12. Key members of the Greenhill team advising S&G replied
that the information was "extremely helpful". That information was
then fed into the strategy and tactics which S&G, assisted by
Greenhill, was deploying in its sale negotiations.
13. In mid-February 2015, Quindell and S&G began to trade
figures in a series of telephone calls between David Currie, then
non-executive Interim Chairman of Quindell, and Andrew Grech, the
Group Managing Director of S&G's listed Australian parent. It
can be seen from the parties' respective internal emails and
meeting notes that at a specific point in time S&G was willing
to pay GBP700 million for the PSD and Quindell was willing to
consider a sale at that price.
14. However, Mr. Grech ultimately stood firm at GBP640 million,
an amount which Quindell and its advisers, in the straitened
financial circumstances in which Quindell found itself, felt unable
to refuse. Quindell's case is that S&G was influenced and
emboldened in taking that stance by his knowledge of the
confidential information from PwC and its knowledge that Quindell
was not aware that S&G was in possession of that
information.
15. PwC never informed Watchstone, contemporaneously or at all,
about the 15 January 2015 meeting or the disclosure of information
to Greenhill. Watchstone found out about it only by happenstance in
July 2019 because Mr.
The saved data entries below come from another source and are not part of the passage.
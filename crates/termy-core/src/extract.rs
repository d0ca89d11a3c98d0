//! Term extraction from document content.

use std::collections::BTreeSet;

use crate::markup::{self, DefinitionLine};
use crate::term::Term;

/// Extract every term defined in `content`.
///
/// Scans lines top to bottom. A definition line (`[[def: ...]]` or
/// `[[tref: ...]]` opening the trimmed line) starts a term; the `~`-prefixed
/// lines that follow form its body. Blank lines inside the body are skipped
/// without terminating it; the body ends at the first non-blank line without
/// the `~` prefix, or at end of file. A file may define any number of terms.
///
/// `source` labels where the content came from (a repository path for local
/// files) and is recorded on each extracted term.
///
/// Extraction is best-effort and infallible: malformed definition lines yield
/// no term and scanning continues. Calling it twice on the same input returns
/// structurally equal results.
pub fn extract_terms(content: &str, source: &str) -> Vec<Term> {
    let lines: Vec<&str> = content.lines().collect();
    let mut terms = Vec::new();

    let mut i = 0;
    while i < lines.len() {
        let Some(definition) = markup::parse_definition_line(lines[i].trim()) else {
            i += 1;
            continue;
        };

        let mut body: Vec<&str> = Vec::new();
        let mut j = i + 1;
        while j < lines.len() {
            let raw = lines[j];
            if markup::is_content_line(raw) {
                body.push(markup::strip_content_prefix(raw));
                j += 1;
            } else if raw.trim().is_empty() {
                j += 1;
            } else {
                break;
            }
        }

        terms.push(build_term(definition, &body, source));
        i = j;
    }

    terms
}

fn build_term(definition: DefinitionLine, body: &[&str], source: &str) -> Term {
    let definition_html = if body.is_empty() {
        String::new()
    } else {
        format!("<dl><dd>{}</dd></dl>", body.join("</dd><dd>"))
    };
    let definition_text = body.join(" ").trim().to_string();

    match definition {
        DefinitionLine::Local { id, aliases } => Term {
            id,
            aliases,
            source: source.to_string(),
            definition_html,
            definition_text,
            external: false,
            external_spec: None,
            classes: BTreeSet::from(["local".to_string()]),
        },
        DefinitionLine::External { spec, id, aliases } => Term {
            id,
            aliases,
            source: source.to_string(),
            definition_html,
            definition_text,
            external: true,
            external_spec: Some(spec),
            classes: BTreeSet::from(["external".to_string()]),
        },
    }
}

#[cfg(test)]
mod tests {
    use pretty_assertions::assert_eq;

    use super::*;

    #[test]
    fn test_extract_single_term() {
        let content = "[[def: example, ex]]\n~ Part one\n~ Part two\n\nUnrelated text";
        let terms = extract_terms(content, "terms/example.md");

        assert_eq!(terms.len(), 1);
        let term = &terms[0];
        assert_eq!(term.id, "example");
        assert_eq!(term.aliases, vec!["ex"]);
        assert_eq!(term.source, "terms/example.md");
        assert_eq!(term.definition_text, "Part one Part two");
        assert_eq!(
            term.definition_html,
            "<dl><dd>Part one</dd><dd>Part two</dd></dl>"
        );
        assert!(!term.external);
        assert_eq!(term.external_spec, None);
    }

    #[test]
    fn test_extract_multiple_terms() {
        let content = "\
[[def: first]]
~ One.

[[def: second, 2nd]]
~ Two.
Trailing prose.
[[def: third]]
~ Three.";
        let terms = extract_terms(content, "terms/many.md");
        let ids: Vec<&str> = terms.iter().map(|t| t.id.as_str()).collect();
        assert_eq!(ids, vec!["first", "second", "third"]);
        assert_eq!(terms[1].aliases, vec!["2nd"]);
    }

    #[test]
    fn test_tref_line_yields_external_term() {
        let content = "[[tref: other-spec, widget]]\n~ Imported locally.";
        let terms = extract_terms(content, "terms/widget.md");

        assert_eq!(terms.len(), 1);
        assert!(terms[0].external);
        assert_eq!(terms[0].external_spec.as_deref(), Some("other-spec"));
        assert_eq!(terms[0].id, "widget");
        assert_eq!(terms[0].definition_text, "Imported locally.");
    }

    #[test]
    fn test_body_ends_at_prose_line() {
        let content = "[[def: example]]\n~ Body.\nNot body.\n~ Also not body.";
        let terms = extract_terms(content, "terms/example.md");
        assert_eq!(terms.len(), 1);
        assert_eq!(terms[0].definition_text, "Body.");
    }

    #[test]
    fn test_blank_lines_inside_body_skipped() {
        let content = "[[def: example]]\n~ One.\n\n~ Two.";
        let terms = extract_terms(content, "terms/example.md");
        assert_eq!(terms[0].definition_text, "One. Two.");
    }

    #[test]
    fn test_bare_tilde_and_no_space() {
        let content = "[[def: example]]\n~One.\n~\n~ Two.";
        let terms = extract_terms(content, "terms/example.md");
        assert_eq!(terms[0].definition_text, "One.  Two.");
        assert_eq!(
            terms[0].definition_html,
            "<dl><dd>One.</dd><dd></dd><dd>Two.</dd></dl>"
        );
    }

    #[test]
    fn test_term_without_body() {
        let terms = extract_terms("[[def: lonely]]", "terms/lonely.md");
        assert_eq!(terms.len(), 1);
        assert_eq!(terms[0].definition_html, "");
        assert_eq!(terms[0].definition_text, "");
        assert!(!terms[0].has_definition());
    }

    #[test]
    fn test_malformed_lines_skipped() {
        let content = "[[def: broken\n[[def: ]]\n[[def: good]]\n~ Fine.";
        let terms = extract_terms(content, "terms/mixed.md");
        assert_eq!(terms.len(), 1);
        assert_eq!(terms[0].id, "good");
    }

    #[test]
    fn test_references_yield_no_terms() {
        let content = "[[ref: example]]\n[[xref: other-spec, widget]]";
        assert!(extract_terms(content, "doc.md").is_empty());
    }

    #[test]
    fn test_idempotent() {
        let content = "[[def: example, ex]]\n~ Part one\n~ Part two";
        let first = extract_terms(content, "terms/example.md");
        let second = extract_terms(content, "terms/example.md");
        assert_eq!(first, second);
    }
}
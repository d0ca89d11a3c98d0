//! Configuration schema for termy
//!
//! Spec-Up-T projects carry a `specs.json` at the repository root describing
//! where term definitions live and which external specifications to pull
//! terms from. This crate models that file and nothing else; retrieving it
//! is the embedding application's job (in the `termy` crate it arrives
//! through the `RepoFiles` capability).
//!
//! A missing or malformed `specs.json` degrades to [`SpecsConfig::default`]
//! rather than failing an index build.

use eyre::{Result, WrapErr};
use serde::{Deserialize, Serialize};

fn default_spec_directory() -> String {
    "./spec".to_string()
}

fn default_terms_directory() -> String {
    "terms-definitions".to_string()
}

/// Root of `specs.json`.
#[derive(Debug, Clone, PartialEq, Eq, Serialize, Deserialize)]
pub struct SpecsConfig {
    /// Spec entries; the first one is authoritative for this repository.
    #[serde(default)]
    pub specs: Vec<SpecEntry>,
}

/// One spec entry from `specs.json`.
#[derive(Debug, Clone, PartialEq, Eq, Serialize, Deserialize)]
pub struct SpecEntry {
    /// Directory holding the spec's markdown sources, e.g. `./spec`.
    #[serde(default = "default_spec_directory")]
    pub spec_directory: String,
    /// Subdirectory of `spec_directory` holding term-definition files.
    #[serde(default = "default_terms_directory")]
    pub spec_terms_directory: String,
    /// Cross-repository term sources.
    #[serde(default)]
    pub external_specs: Vec<ExternalSpecDescriptor>,
}

/// Configuration entry describing one cross-repository term source.
#[derive(Debug, Clone, PartialEq, Eq, Serialize, Deserialize)]
pub struct ExternalSpecDescriptor {
    /// Short identifier used in `tref`/`xref` markup to select this source.
    pub external_spec: String,
    /// URL of the published HTML page to fetch and parse for terms.
    #[serde(default)]
    pub gh_page: String,
    /// Source repository URL. Informational; not used when fetching.
    #[serde(default)]
    pub url: String,
    /// Terms directory within the source repository. Informational; the
    /// fetch path reads the rendered page, not raw source files.
    #[serde(default)]
    pub terms_dir: String,
}

impl Default for SpecEntry {
    fn default() -> Self {
        Self {
            spec_directory: default_spec_directory(),
            spec_terms_directory: default_terms_directory(),
            external_specs: Vec::new(),
        }
    }
}

impl Default for SpecsConfig {
    fn default() -> Self {
        Self {
            specs: vec![SpecEntry::default()],
        }
    }
}

impl SpecsConfig {
    /// Parse a `specs.json` document.
    pub fn from_json(json: &str) -> Result<Self> {
        serde_json::from_str(json).wrap_err("Failed to parse specs.json")
    }

    /// The authoritative spec entry (the first one), falling back to the
    /// built-in defaults when the list is empty.
    pub fn primary(&self) -> SpecEntry {
        self.specs.first().cloned().unwrap_or_default()
    }

    /// Resolved terms-directory path, `<spec_directory>/<spec_terms_directory>`
    /// with the leading `./` and surrounding slashes normalized away.
    pub fn terms_path(&self) -> String {
        self.primary().terms_path()
    }

    /// External spec descriptors of the primary entry.
    pub fn external_specs(&self) -> Vec<ExternalSpecDescriptor> {
        self.primary().external_specs
    }
}

impl SpecEntry {
    /// Resolved terms-directory path for this entry.
    pub fn terms_path(&self) -> String {
        let spec_dir = self
            .spec_directory
            .trim_start_matches("./")
            .trim_matches('/');
        let terms_dir = self.spec_terms_directory.trim_matches('/');
        if spec_dir.is_empty() {
            terms_dir.to_string()
        } else if terms_dir.is_empty() {
            spec_dir.to_string()
        } else {
            format!("{spec_dir}/{terms_dir}")
        }
    }
}
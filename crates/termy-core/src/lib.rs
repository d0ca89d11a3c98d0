//! termy-core - Core library for term-reference resolution
//!
//! This crate provides the building blocks for:
//! - Parsing the inline term markup embedded in Spec-Up-T markdown documents
//!   (`[[def: ...]]`, `[[tref: ...]]`, `[[ref: ...]]`, `[[xref: ...]]`)
//! - Extracting term definitions from document content
//! - Validating the structural rules for term-definition files
//! - Rendering documents with term references resolved to HTML
//!
//! Everything in this crate is synchronous and free of I/O. Loading content
//! from a repository, fetching published pages, and caching live in the
//! `termy` crate, behind injected capabilities.
//!
//! # Extracting Terms
//!
//! Terms are defined in markdown with a definition line followed by
//! `~`-prefixed content lines:
//!
//! ```markdown
//! [[def: example, ex]]
//! ~ Part one of the definition.
//! ~ Part two.
//! ```
//!
//! Extract them with [`extract_terms`]:
//!
//! ```
//! use termy_core::extract_terms;
//!
//! let content = "[[def: example, ex]]\n~ Part one\n~ Part two";
//! let terms = extract_terms(content, "spec/terms-definitions/example.md");
//! assert_eq!(terms.len(), 1);
//! assert_eq!(terms[0].id, "example");
//! assert_eq!(terms[0].aliases, vec!["ex"]);
//! assert_eq!(terms[0].definition_text, "Part one Part two");
//! ```
//!
//! # Building an Index
//!
//! A [`TermIndex`] holds a deduplicated set of terms sorted case-insensitively
//! by id. Lookups stay case-sensitive:
//!
//! ```
//! use termy_core::{TermIndex, extract_terms};
//!
//! let terms = extract_terms("[[def: gadget]]\n~ A thing.", "terms/gadget.md");
//! let index = TermIndex::build(terms);
//! assert!(index.lookup_local("gadget").is_some());
//! assert!(index.lookup_local("Gadget").is_none());
//! ```
//!
//! # Rendering
//!
//! [`render_references`] resolves the four markup forms against an index and
//! never fails; unresolved references render with visible "not found" markers
//! so a live preview stays available for invalid documents.

pub mod extract;
pub mod markup;
pub mod render;
pub mod term;
pub mod validate;

pub use extract::extract_terms;
pub use markup::{DefinitionLine, parse_definition_line, split_aliases};
pub use render::render_references;
pub use term::{Term, TermIndex, TermKey};
pub use validate::{ValidationReport, is_in_terms_directory, validate_content};
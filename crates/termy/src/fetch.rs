//! HTTP-backed [`HtmlFetcher`] (feature: `fetch`).
//!
//! Embeddings that can reach published pages directly (no CORS proxy
//! needed) can use this instead of wiring their own fetch capability.

use std::time::Duration;

use async_trait::async_trait;

use crate::capabilities::{CapabilityError, HtmlFetcher};

/// [`HtmlFetcher`] backed by a shared [`reqwest::Client`].
#[derive(Debug, Clone, Default)]
pub struct HttpFetcher {
    client: reqwest::Client,
}

impl HttpFetcher {
    pub fn new() -> Self {
        Self::default()
    }
}

#[async_trait]
impl HtmlFetcher for HttpFetcher {
    async fn fetch_html(&self, url: &str, timeout: Duration) -> Result<String, CapabilityError> {
        let response = self
            .client
            .get(url)
            .timeout(timeout)
            .send()
            .await
            .map_err(|err| {
                if err.is_timeout() {
                    CapabilityError::Timeout(timeout)
                } else {
                    CapabilityError::Network(err.to_string())
                }
            })?;

        let status = response.status();
        if status == reqwest::StatusCode::UNAUTHORIZED || status == reqwest::StatusCode::FORBIDDEN {
            return Err(CapabilityError::AuthRequired);
        }
        if !status.is_success() {
            return Err(CapabilityError::Network(format!("status {status}")));
        }

        response
            .text()
            .await
            .map_err(|err| CapabilityError::Network(err.to_string()))
    }
}
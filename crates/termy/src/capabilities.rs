//! Capabilities the engine consumes but does not implement.
//!
//! The core is a library embedded in a larger application; repository file
//! access and HTML retrieval are injected behind these traits. Any concrete
//! backend (GitHub REST, filesystem, plain HTTP) implements the same
//! interface. In-memory implementations with call counters live here too,
//! for tests and other hermetic embeddings.

use std::collections::{HashMap, HashSet};
use std::path::PathBuf;
use std::sync::Mutex;
use std::sync::atomic::{AtomicUsize, Ordering};
use std::time::Duration;

use async_trait::async_trait;
use thiserror::Error;

/// Error taxonomy for injected capabilities.
///
/// Every variant except [`CapabilityError::AuthRequired`] is environmental
/// and degrades to "absence" at the smallest possible scope. Auth-required
/// is propagated: the engine cannot recover from it, and the embedding
/// application needs to distinguish it from a plain not-found to trigger a
/// re-authentication flow.
#[derive(Debug, Clone, PartialEq, Eq, Error)]
pub enum CapabilityError {
    #[error("not found: {0}")]
    NotFound(String),
    #[error("authentication required")]
    AuthRequired,
    #[error("network error: {0}")]
    Network(String),
    #[error("timed out after {0:?}")]
    Timeout(Duration),
    #[error("malformed response: {0}")]
    Malformed(String),
}

impl CapabilityError {
    /// Whether this is the one error class the engine must propagate.
    pub fn is_auth(&self) -> bool {
        matches!(self, CapabilityError::AuthRequired)
    }
}

/// One entry of a directory listing.
#[derive(Debug, Clone, PartialEq, Eq)]
pub struct DirEntry {
    pub name: String,
    pub path: String,
    pub is_file: bool,
    pub is_dir: bool,
}

/// Read access to the hosting repository at a fixed ref.
#[async_trait]
pub trait RepoFiles: Send + Sync {
    /// Fetch a single file's text content.
    async fn read_file(&self, path: &str) -> Result<String, CapabilityError>;

    /// Enumerate a directory's immediate entries.
    async fn list_directory(&self, path: &str) -> Result<Vec<DirEntry>, CapabilityError>;
}

/// Retrieval of published HTML documents, through whatever CORS-bypass or
/// proxy mechanism the embedding application provides.
#[async_trait]
pub trait HtmlFetcher: Send + Sync {
    /// Fetch `url`, giving up after `timeout`.
    async fn fetch_html(&self, url: &str, timeout: Duration) -> Result<String, CapabilityError>;
}

/// In-memory [`RepoFiles`] with call counters.
#[derive(Debug, Default)]
pub struct MemoryRepo {
    files: HashMap<String, String>,
    failing_reads: HashSet<String>,
    auth_required: bool,
    read_calls: AtomicUsize,
    list_calls: AtomicUsize,
}

impl MemoryRepo {
    pub fn new() -> Self {
        Self::default()
    }

    /// Add a file with content.
    pub fn add(mut self, path: impl Into<String>, content: impl Into<String>) -> Self {
        self.files
            .insert(path.into().trim_matches('/').to_string(), content.into());
        self
    }

    /// Make reads of `path` fail with a network error.
    pub fn fail_read(mut self, path: impl Into<String>) -> Self {
        self.failing_reads
            .insert(path.into().trim_matches('/').to_string());
        self
    }

    /// Make every call fail with [`CapabilityError::AuthRequired`].
    pub fn deny_all(mut self) -> Self {
        self.auth_required = true;
        self
    }

    /// Number of `read_file` calls so far.
    pub fn read_calls(&self) -> usize {
        self.read_calls.load(Ordering::Relaxed)
    }

    /// Number of `list_directory` calls so far.
    pub fn list_calls(&self) -> usize {
        self.list_calls.load(Ordering::Relaxed)
    }
}

#[async_trait]
impl RepoFiles for MemoryRepo {
    async fn read_file(&self, path: &str) -> Result<String, CapabilityError> {
        self.read_calls.fetch_add(1, Ordering::Relaxed);
        if self.auth_required {
            return Err(CapabilityError::AuthRequired);
        }
        let path = path.trim_matches('/');
        if self.failing_reads.contains(path) {
            return Err(CapabilityError::Network("injected read failure".to_string()));
        }
        self.files
            .get(path)
            .cloned()
            .ok_or_else(|| CapabilityError::NotFound(path.to_string()))
    }

    async fn list_directory(&self, path: &str) -> Result<Vec<DirEntry>, CapabilityError> {
        self.list_calls.fetch_add(1, Ordering::Relaxed);
        if self.auth_required {
            return Err(CapabilityError::AuthRequired);
        }
        let dir = path.trim_matches('/');
        let mut entries: Vec<DirEntry> = self
            .files
            .keys()
            .filter_map(|file| {
                let (parent, name) = file.rsplit_once('/')?;
                (parent == dir).then(|| DirEntry {
                    name: name.to_string(),
                    path: file.clone(),
                    is_file: true,
                    is_dir: false,
                })
            })
            .collect();
        if entries.is_empty() && !self.files.keys().any(|f| f.starts_with(&format!("{dir}/"))) {
            return Err(CapabilityError::NotFound(dir.to_string()));
        }
        entries.sort_by(|a, b| a.path.cmp(&b.path));
        Ok(entries)
    }
}

/// In-memory [`HtmlFetcher`] with call recording.
#[derive(Debug, Default)]
pub struct MemoryFetcher {
    pages: HashMap<String, String>,
    failures: HashSet<String>,
    requested: Mutex<Vec<String>>,
}

impl MemoryFetcher {
    pub fn new() -> Self {
        Self::default()
    }

    /// Serve `html` for `url`.
    pub fn add_page(mut self, url: impl Into<String>, html: impl Into<String>) -> Self {
        self.pages.insert(url.into(), html.into());
        self
    }

    /// Make fetches of `url` fail with a network error.
    pub fn fail(mut self, url: impl Into<String>) -> Self {
        self.failures.insert(url.into());
        self
    }

    /// Every URL requested so far, in order.
    pub fn requested_urls(&self) -> Vec<String> {
        self.requested.lock().unwrap().clone()
    }

    /// Number of fetches so far.
    pub fn fetch_calls(&self) -> usize {
        self.requested.lock().unwrap().len()
    }
}

#[async_trait]
impl HtmlFetcher for MemoryFetcher {
    async fn fetch_html(&self, url: &str, _timeout: Duration) -> Result<String, CapabilityError> {
        self.requested.lock().unwrap().push(url.to_string());
        if self.failures.contains(url) {
            return Err(CapabilityError::Network("injected fetch failure".to_string()));
        }
        self.pages
            .get(url)
            .cloned()
            .ok_or_else(|| CapabilityError::NotFound(url.to_string()))
    }
}

/// Filesystem-backed [`RepoFiles`], rooted at a directory.
#[derive(Debug, Clone)]
pub struct FsRepo {
    root: PathBuf,
}

impl FsRepo {
    pub fn new(root: impl Into<PathBuf>) -> Self {
        Self { root: root.into() }
    }

    fn map_io(path: &str, err: std::io::Error) -> CapabilityError {
        match err.kind() {
            std::io::ErrorKind::NotFound => CapabilityError::NotFound(path.to_string()),
            std::io::ErrorKind::PermissionDenied => CapabilityError::AuthRequired,
            _ => CapabilityError::Network(err.to_string()),
        }
    }
}

#[async_trait]
impl RepoFiles for FsRepo {
    async fn read_file(&self, path: &str) -> Result<String, CapabilityError> {
        let full = self.root.join(path.trim_matches('/'));
        tokio::fs::read_to_string(&full)
            .await
            .map_err(|e| Self::map_io(path, e))
    }

    async fn list_directory(&self, path: &str) -> Result<Vec<DirEntry>, CapabilityError> {
        let dir = path.trim_matches('/');
        let full = self.root.join(dir);
        let mut reader = tokio::fs::read_dir(&full)
            .await
            .map_err(|e| Self::map_io(path, e))?;

        let mut entries = Vec::new();
        while let Some(entry) = reader
            .next_entry()
            .await
            .map_err(|e| Self::map_io(path, e))?
        {
            let name = entry.file_name().to_string_lossy().into_owned();
            let file_type = entry
                .file_type()
                .await
                .map_err(|e| Self::map_io(path, e))?;
            let entry_path = if dir.is_empty() {
                name.clone()
            } else {
                format!("{dir}/{name}")
            };
            entries.push(DirEntry {
                name,
                path: entry_path,
                is_file: file_type.is_file(),
                is_dir: file_type.is_dir(),
            });
        }
        entries.sort_by(|a, b| a.path.cmp(&b.path));
        Ok(entries)
    }
}

#[cfg(test)]
mod tests {
    use super::*;

    #[tokio::test]
    async fn test_memory_repo_read_and_list() {
        let repo = MemoryRepo::new()
            .add("spec/terms-definitions/a.md", "[[def: a]]")
            .add("spec/terms-definitions/b.md", "[[def: b]]")
            .add("spec/other.md", "prose");

        let entries = repo.list_directory("spec/terms-definitions").await.unwrap();
        assert_eq!(entries.len(), 2);
        assert!(entries.iter().all(|e| e.is_file));

        let content = repo.read_file("spec/terms-definitions/a.md").await.unwrap();
        assert_eq!(content, "[[def: a]]");
        assert_eq!(repo.read_calls(), 1);
        assert_eq!(repo.list_calls(), 1);
    }

    #[tokio::test]
    async fn test_memory_repo_missing_directory() {
        let repo = MemoryRepo::new().add("spec/other.md", "prose");
        let err = repo.list_directory("spec/terms-definitions").await.unwrap_err();
        assert!(matches!(err, CapabilityError::NotFound(_)));
    }

    #[tokio::test]
    async fn test_memory_repo_auth_denied() {
        let repo = MemoryRepo::new().add("specs.json", "{}").deny_all();
        let err = repo.read_file("specs.json").await.unwrap_err();
        assert!(err.is_auth());
    }

    #[tokio::test]
    async fn test_fs_repo_read_and_list() {
        let dir = tempfile::tempdir().unwrap();
        std::fs::create_dir_all(dir.path().join("spec/terms-definitions")).unwrap();
        std::fs::write(
            dir.path().join("spec/terms-definitions/a.md"),
            "[[def: a]]\n~ Body.",
        )
        .unwrap();

        let repo = FsRepo::new(dir.path());
        let entries = repo.list_directory("spec/terms-definitions").await.unwrap();
        assert_eq!(entries.len(), 1);
        assert!(entries[0].is_file);
        assert_eq!(entries[0].name, "a.md");
        assert_eq!(entries[0].path, "spec/terms-definitions/a.md");

        let content = repo.read_file("spec/terms-definitions/a.md").await.unwrap();
        assert!(content.starts_with("[[def: a]]"));

        let err = repo.read_file("missing.md").await.unwrap_err();
        assert!(matches!(err, CapabilityError::NotFound(_)));
    }

    #[tokio::test]
    async fn test_memory_fetcher_records_requests() {
        let fetcher = MemoryFetcher::new()
            .add_page("https://example.org/", "<html></html>")
            .fail("https://broken.example.org/");

        assert!(
            fetcher
                .fetch_html("https://example.org/", Duration::from_secs(1))
                .await
                .is_ok()
        );
        assert!(
            fetcher
                .fetch_html("https://broken.example.org/", Duration::from_secs(1))
                .await
                .is_err()
        );
        assert_eq!(
            fetcher.requested_urls(),
            vec![
                "https://example.org/".to_string(),
                "https://broken.example.org/".to_string()
            ]
        );
    }
}
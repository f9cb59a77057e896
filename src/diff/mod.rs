//! Structural deep-diff over JSON document trees.
//!
//! The engine compares two `serde_json::Value` trees and emits a minimal
//! [`DiffNode`] delta: additions and replacements carry the after value,
//! removals are marked with a sentinel, unchanged fields are omitted
//! entirely. A per-field [`CustomDiff`] override can suppress or rewrite
//! individual fields before the default comparison runs.

mod custom;
mod engine;
mod node;

pub use custom::{CustomDiff, FieldDiff};
pub use engine::{MAX_DIFF_DEPTH, diff};
pub use node::DiffNode;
Davies' note of the meeting appeared in third
party disclosure provided by Greenhill in litigation between
Watchstone and S&G.
16. On the basis of those facts, Watchstone claims in:
(1) breach of contract, specifically the confidentiality clause in PwC's Terms and Conditions;
(2) breach of PwC's equitable duty of confidence, on the basis
that PwC received information in relation to which Watchstone had a
reasonable expectation of confidentiality;
(3) breach of fiduciary duty, on the basis that Watchstone
breached its duties of loyalty by disclosing the confidential
information and by not reporting to Watchstone that it had done so;
and
(4) unlawful means conspiracy, on the basis that S&G, PwC
and Greenhill conspired to pass the confidential information to
S&G, by the unlawful means of the breach of PwC's duties of
confidence, with the intention that it would be used to S&G's
advantage in the negotiation, which would cause harm to Quindell
because it would have to pay a higher purchase price than if
S&G had not received the information.
17. Quindell's loss is the difference between the figure that
S&G was willing to pay as set out above and the figure that it
ultimately did pay. That case falls to be assessed on a loss of a
chance basis because it requires Watchstone to show what a third
party, S&G, would hypothetically have done in the relevant
counterfactual. On the basis of the figures above, Quindell says
that the value of its lost chance is GBP63 million.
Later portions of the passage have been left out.